The file I have to use typically contains 3 sections, with different tables in them, which have different sizes and column names. The sections are announced by a title between square brackets. This is a simplified version of my file.

I am only interested in the third section, called '[DATA]'. So far I have manually saved it as an xlsx file and worked my way to use the data I was interested in using read_excel. After reading the whole sheet in R I collected the row where the title '[DATA]' was (it can vary from file to file, I can't select a row number as in readLines), then I could select the table underneath after taking the column names (T, Time, Tension etc.) as my new dataframe's column names. I'd like to be able to do something similar starting from a txt file, because I have a lot of files to work with and they are formatted exactly the same way. I've tried several functions to read the file as a .txt, like 1A = data.table::fread(file, header = F, fill=F, sep = '\t') 2) A = read.delim(file) 3)A = data.frame(readLines(file)) 4) A = read.table(file)

  1. It saves the first table from SETUP and stops early, with this error message "Stopped early on line 25. Expected 24 fields but found 1. Consider fill=TRUE and comment.char=. First discarded non-empty line: <<Number of Duts: 24>>" . If I type fill = TRUE I get the same result as 3.

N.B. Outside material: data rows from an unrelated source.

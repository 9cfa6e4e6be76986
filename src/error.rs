//! Error types for form loading, generation and export

use std::path::PathBuf;
use thiserror::Error;

use crate::validation::ValidationReport;

/// Errors raised while turning form state into a script block
#[derive(Debug, Error)]
pub enum GenerateError {
    /// Strict policy only: the form has missing or malformed fields
    #[error("Form failed validation:\n{0}")]
    Invalid(ValidationReport),

    #[error("Serialization error: {0}")]
    Json(#[from] serde_json::Error),

    #[error("Serialized schema is not UTF-8: {0}")]
    Utf8(#[from] std::string::FromUtf8Error),
}

/// Errors raised while reading a form file
#[derive(Debug, Error)]
pub enum FormLoadError {
    #[error("Failed to read {}: {source}", .path.display())]
    Io {
        path: PathBuf,
        #[source]
        source: std::io::Error,
    },

    #[error("Failed to parse {}: {reason}", .path.display())]
    Parse { path: PathBuf, reason: String },

    #[error("Unsupported form file format: {}", .0.display())]
    UnsupportedFormat(PathBuf),

    #[error("Invalid glob pattern: {0}")]
    Pattern(#[from] glob::PatternError),
}

/// Errors raised by a clipboard exporter
#[derive(Debug, Error)]
pub enum ExportError {
    #[error("Export failed: {0}")]
    Io(#[from] std::io::Error),

    #[error("Nothing to export: no preview has been rendered yet")]
    NothingRendered,
}

pub type GenerateResult<T> = Result<T, GenerateError>;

  2. It makes a big column of all the cells, line after line and cell by cell. It becomes difficult to rearrange the data in a table from there.

  3. It makes a big column again but each line of the file is a cell in the dataframe, and the content of the cell is a string of all the numbers, separated by \t . Example for line 8: experiment1\group1\t0\t7200\t0.001\t"

  4. I get this error message : Error in scan(file = file, what = what, sep = sep, quote = quote, dec = dec, : line 4 did not have 2 elements

I don't know which of these functions is the best lead for this task.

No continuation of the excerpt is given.